■ Required work: Please return the lines of the data below, word for word, from the first line through the line containing "three expected outcomes".

■ Information supplied:
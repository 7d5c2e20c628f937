//! Async client for the NRCS Air-Water Database (AWDB) REST API.
//!
//! Station metadata comes from `/stations`, daily values from `/data`.
//! Transport and parsing are kept apart: the `parse_*` functions take a
//! response body and are exercised against fixture payloads in the tests,
//! while [`AwdbClient`] only issues requests and classifies their outcome.
//!
//! Every fetch resolves to one of three expected outcomes
//! ([`FetchOutcome`]) or a permanent [`ClientError`]. Callers decide
//! whether a transient failure is retried or the site is skipped.

use crate::date_range::DateRange;
use crate::element::Element;
use crate::observation::{local_timestamp, value_from_wire, Observation};
use crate::site::Site;
use log::debug;
use reqwest::header::ACCEPT;
use reqwest::StatusCode;
use serde::Deserialize;
use snotel_utils::dates::{format_date, parse_date_time};
use std::time::Duration;
use thiserror::Error;

pub const DEFAULT_BASE_URL: &str = "https://wcc.sc.egov.usda.gov/awdbRestApi/services/v1";

/// Connection settings for [`AwdbClient`].
#[derive(Debug, Clone)]
pub struct ClientConfig {
    pub base_url: String,
    pub timeout: Duration,
    /// Pause to take between consecutive requests of a loop
    pub request_pause: Duration,
}

impl Default for ClientConfig {
    fn default() -> Self {
        Self {
            base_url: DEFAULT_BASE_URL.to_string(),
            timeout: Duration::from_secs(60),
            request_pause: Duration::from_millis(500),
        }
    }
}

/// The expected outcomes of a fetch.
#[derive(Debug, Clone, PartialEq)]
pub enum FetchOutcome<T> {
    Success(T),
    /// The service does not know the site (or the site does not report
    /// the requested element). A normal result, not an error.
    NotFound,
    /// The request may succeed if tried again later.
    TransientFailure(String),
}

impl<T> FetchOutcome<T> {
    pub fn map<U, F: FnOnce(T) -> U>(self, f: F) -> FetchOutcome<U> {
        match self {
            FetchOutcome::Success(value) => FetchOutcome::Success(f(value)),
            FetchOutcome::NotFound => FetchOutcome::NotFound,
            FetchOutcome::TransientFailure(reason) => FetchOutcome::TransientFailure(reason),
        }
    }

    pub fn success(self) -> Option<T> {
        match self {
            FetchOutcome::Success(value) => Some(value),
            _ => None,
        }
    }

    pub fn is_transient(&self) -> bool {
        matches!(self, FetchOutcome::TransientFailure(_))
    }
}

/// Failures that retrying will not fix.
#[derive(Debug, Error)]
pub enum ClientError {
    #[error("failed to build HTTP client: {0}")]
    Build(#[source] reqwest::Error),
    #[error("request failed: {0}")]
    Request(#[source] reqwest::Error),
    #[error("{url} rejected the request with HTTP {status}")]
    Rejected { url: String, status: u16 },
    #[error("malformed response: {0}")]
    Parse(#[from] serde_json::Error),
    #[error("invalid timestamp {0:?} in response")]
    Timestamp(String),
}

#[derive(Debug, Deserialize)]
#[serde(rename_all = "camelCase")]
struct StationRecord {
    station_triplet: String,
    #[serde(default)]
    state_code: Option<String>,
    #[serde(default)]
    network_code: Option<String>,
    #[serde(default)]
    name: Option<String>,
    #[serde(default)]
    county_name: Option<String>,
    #[serde(default)]
    huc: Option<String>,
    #[serde(default)]
    elevation: Option<f64>,
    #[serde(default)]
    latitude: Option<f64>,
    #[serde(default)]
    longitude: Option<f64>,
    #[serde(default)]
    data_time_zone: Option<f64>,
    #[serde(default)]
    begin_date: Option<String>,
    #[serde(default)]
    end_date: Option<String>,
}

#[derive(Debug, Deserialize)]
#[serde(rename_all = "camelCase")]
struct StationData {
    station_triplet: String,
    #[serde(default)]
    data: Vec<ElementData>,
}

#[derive(Debug, Deserialize)]
#[serde(rename_all = "camelCase")]
struct ElementData {
    station_element: StationElement,
    #[serde(default)]
    values: Vec<DataValue>,
}

#[derive(Debug, Deserialize)]
#[serde(rename_all = "camelCase")]
struct StationElement {
    element_code: String,
}

#[derive(Debug, Deserialize)]
#[serde(rename_all = "camelCase")]
struct DataValue {
    date: String,
    #[serde(default)]
    value: Option<f64>,
    #[serde(default)]
    qc_flag: Option<String>,
    #[serde(default)]
    qa_flag: Option<String>,
}

/// Station metadata query for every station of `network`, optionally
/// restricted to one state.
pub fn stations_url(base_url: &str, network: &str, state: Option<&str>, active_only: bool) -> String {
    format!(
        "{}/stations?stationTriplets=*:{}:{}&activeOnly={}&returnForecastPointMetadata=false&returnReservoirMetadata=false&returnStationElements=false",
        base_url.trim_end_matches('/'),
        state.unwrap_or("*"),
        network,
        active_only
    )
}

/// Station metadata query for a single triplet.
pub fn station_url(base_url: &str, triplet: &str) -> String {
    format!(
        "{}/stations?stationTriplets={}&activeOnly=false&returnForecastPointMetadata=false&returnReservoirMetadata=false&returnStationElements=false",
        base_url.trim_end_matches('/'),
        triplet
    )
}

/// Daily values query for one site and element over an inclusive range.
pub fn data_url(base_url: &str, triplet: &str, element: Element, range: &DateRange) -> String {
    format!(
        "{}/data?stationTriplets={}&elements={}&duration=DAILY&beginDate={}&endDate={}&periodRef=END&centralTendencyType=NONE&returnFlags=true&returnOriginalValues=false&returnSuspectData=false",
        base_url.trim_end_matches('/'),
        triplet,
        element.code(),
        format_date(&range.start()),
        format_date(&range.end())
    )
}

fn parse_record_date(raw: Option<&str>) -> Result<Option<chrono::NaiveDate>, ClientError> {
    match raw.map(str::trim) {
        None | Some("") => Ok(None),
        Some(s) => parse_date_time(s)
            .map(|dt| Some(dt.date()))
            .map_err(|_| ClientError::Timestamp(s.to_string())),
    }
}

/// Parse a `/stations` response. Stations without coordinates cannot be
/// placed on a map or filtered spatially and are dropped.
pub fn parse_stations(body: &str) -> Result<Vec<Site>, ClientError> {
    let records: Vec<StationRecord> = serde_json::from_str(body)?;
    let mut sites = Vec::with_capacity(records.len());
    for record in records {
        let (Some(latitude), Some(longitude)) = (record.latitude, record.longitude) else {
            debug!("Skipping {}: no coordinates", record.station_triplet);
            continue;
        };
        let (triplet_state, triplet_network) = match Site::split_triplet(&record.station_triplet) {
            Some((_, state, network)) => (state.to_string(), network.to_string()),
            None => (String::new(), String::new()),
        };
        let begin_date = parse_record_date(record.begin_date.as_deref())?;
        let end_date = parse_record_date(record.end_date.as_deref())?;
        sites.push(Site {
            name: record.name.unwrap_or_else(|| record.station_triplet.clone()),
            state: record.state_code.unwrap_or(triplet_state),
            network: record.network_code.unwrap_or(triplet_network),
            triplet: record.station_triplet,
            county: record.county_name,
            huc: record.huc,
            elevation_ft: record.elevation,
            latitude,
            longitude,
            data_time_zone: record.data_time_zone,
            begin_date,
            end_date,
        });
    }
    Ok(sites)
}

/// Parse a `/data` response for one site and element.
///
/// Returns `None` when the response has no entry for the site or the site
/// has no series for the element. Sentinel values are translated to
/// missing values here, before anything downstream sees them.
pub fn parse_data(
    body: &str,
    site: &Site,
    element: Element,
) -> Result<Option<Vec<Observation>>, ClientError> {
    let stations: Vec<StationData> = serde_json::from_str(body)?;
    let Some(station) = stations
        .into_iter()
        .find(|s| s.station_triplet == site.triplet)
    else {
        return Ok(None);
    };
    let Some(series) = station
        .data
        .into_iter()
        .find(|d| d.station_element.element_code.eq_ignore_ascii_case(element.code()))
    else {
        return Ok(None);
    };

    let offset = site.utc_offset();
    let mut observations = Vec::with_capacity(series.values.len());
    for raw in series.values {
        let local =
            parse_date_time(&raw.date).map_err(|_| ClientError::Timestamp(raw.date.clone()))?;
        let timestamp =
            local_timestamp(local, offset).ok_or_else(|| ClientError::Timestamp(raw.date.clone()))?;
        observations.push(Observation {
            site: site.triplet.clone(),
            element,
            timestamp,
            value: value_from_wire(raw.value),
            qc_flag: raw.qc_flag.filter(|f| !f.trim().is_empty()),
            qa_flag: raw.qa_flag.filter(|f| !f.trim().is_empty()),
        });
    }
    observations.sort_by_key(|o| o.timestamp);
    Ok(Some(observations))
}

/// Server-side conditions worth retrying.
pub fn is_transient_status(status: StatusCode) -> bool {
    status == StatusCode::REQUEST_TIMEOUT
        || status == StatusCode::TOO_MANY_REQUESTS
        || status.is_server_error()
}

fn is_transient_error(err: &reqwest::Error) -> bool {
    err.is_timeout() || err.is_connect()
}

/// AWDB REST client. Requests are issued one at a time.
pub struct AwdbClient {
    http: reqwest::Client,
    config: ClientConfig,
}

impl AwdbClient {
    pub fn new(config: ClientConfig) -> Result<Self, ClientError> {
        let http = reqwest::Client::builder()
            .timeout(config.timeout)
            .build()
            .map_err(ClientError::Build)?;
        Ok(Self { http, config })
    }

    pub fn config(&self) -> &ClientConfig {
        &self.config
    }

    /// Sleep for the configured pause. Loops call this between requests.
    pub async fn pause(&self) {
        tokio::time::sleep(self.config.request_pause).await;
    }

    async fn get(&self, url: &str) -> Result<FetchOutcome<String>, ClientError> {
        debug!("GET {}", url);
        let response = match self
            .http
            .get(url)
            .header(ACCEPT, "application/json")
            .send()
            .await
        {
            Ok(r) => r,
            Err(e) if is_transient_error(&e) => {
                return Ok(FetchOutcome::TransientFailure(e.to_string()))
            }
            Err(e) => return Err(ClientError::Request(e)),
        };

        let status = response.status();
        if status == StatusCode::NOT_FOUND {
            return Ok(FetchOutcome::NotFound);
        }
        if is_transient_status(status) {
            return Ok(FetchOutcome::TransientFailure(format!("HTTP {}", status)));
        }
        if !status.is_success() {
            return Err(ClientError::Rejected {
                url: url.to_string(),
                status: status.as_u16(),
            });
        }

        match response.text().await {
            Ok(body) => Ok(FetchOutcome::Success(body)),
            Err(e) if is_transient_error(&e) => Ok(FetchOutcome::TransientFailure(e.to_string())),
            Err(e) => Err(ClientError::Request(e)),
        }
    }

    /// All stations of a network, optionally limited to one state.
    pub async fn fetch_sites(
        &self,
        network: &str,
        state: Option<&str>,
        active_only: bool,
    ) -> Result<FetchOutcome<Vec<Site>>, ClientError> {
        let url = stations_url(&self.config.base_url, network, state, active_only);
        match self.get(&url).await? {
            FetchOutcome::Success(body) => {
                let sites = parse_stations(&body)?;
                if sites.is_empty() {
                    Ok(FetchOutcome::NotFound)
                } else {
                    Ok(FetchOutcome::Success(sites))
                }
            }
            FetchOutcome::NotFound => Ok(FetchOutcome::NotFound),
            FetchOutcome::TransientFailure(reason) => Ok(FetchOutcome::TransientFailure(reason)),
        }
    }

    /// Metadata for a single station triplet.
    pub async fn fetch_site(&self, triplet: &str) -> Result<FetchOutcome<Site>, ClientError> {
        let url = station_url(&self.config.base_url, triplet);
        match self.get(&url).await? {
            FetchOutcome::Success(body) => {
                let site = parse_stations(&body)?
                    .into_iter()
                    .find(|s| s.triplet == triplet);
                Ok(site.map_or(FetchOutcome::NotFound, FetchOutcome::Success))
            }
            FetchOutcome::NotFound => Ok(FetchOutcome::NotFound),
            FetchOutcome::TransientFailure(reason) => Ok(FetchOutcome::TransientFailure(reason)),
        }
    }

    /// Daily values of `element` at `site` over `range`.
    pub async fn fetch_observations(
        &self,
        site: &Site,
        element: Element,
        range: &DateRange,
    ) -> Result<FetchOutcome<Vec<Observation>>, ClientError> {
        let url = data_url(&self.config.base_url, &site.triplet, element, range);
        match self.get(&url).await? {
            FetchOutcome::Success(body) => Ok(parse_data(&body, site, element)?
                .map_or(FetchOutcome::NotFound, FetchOutcome::Success)),
            FetchOutcome::NotFound => Ok(FetchOutcome::NotFound),
            FetchOutcome::TransientFailure(reason) => Ok(FetchOutcome::TransientFailure(reason)),
        }
    }
}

■ Exercise solution:
repository 7d5c2e20c628f937
//! Async client for the NRCS Air-Water Database (AWDB) REST API.
//!
//! Station metadata comes from `/stations`, daily values from `/data`.
//! Transport and parsing are kept apart: the `parse_*` functions take a
//! response body and are exercised against fixture payloads in the tests,
//! while [`AwdbClient`] only issues requests and classifies their outcome.
//!
//! Every fetch resolves to one of three expected outcomes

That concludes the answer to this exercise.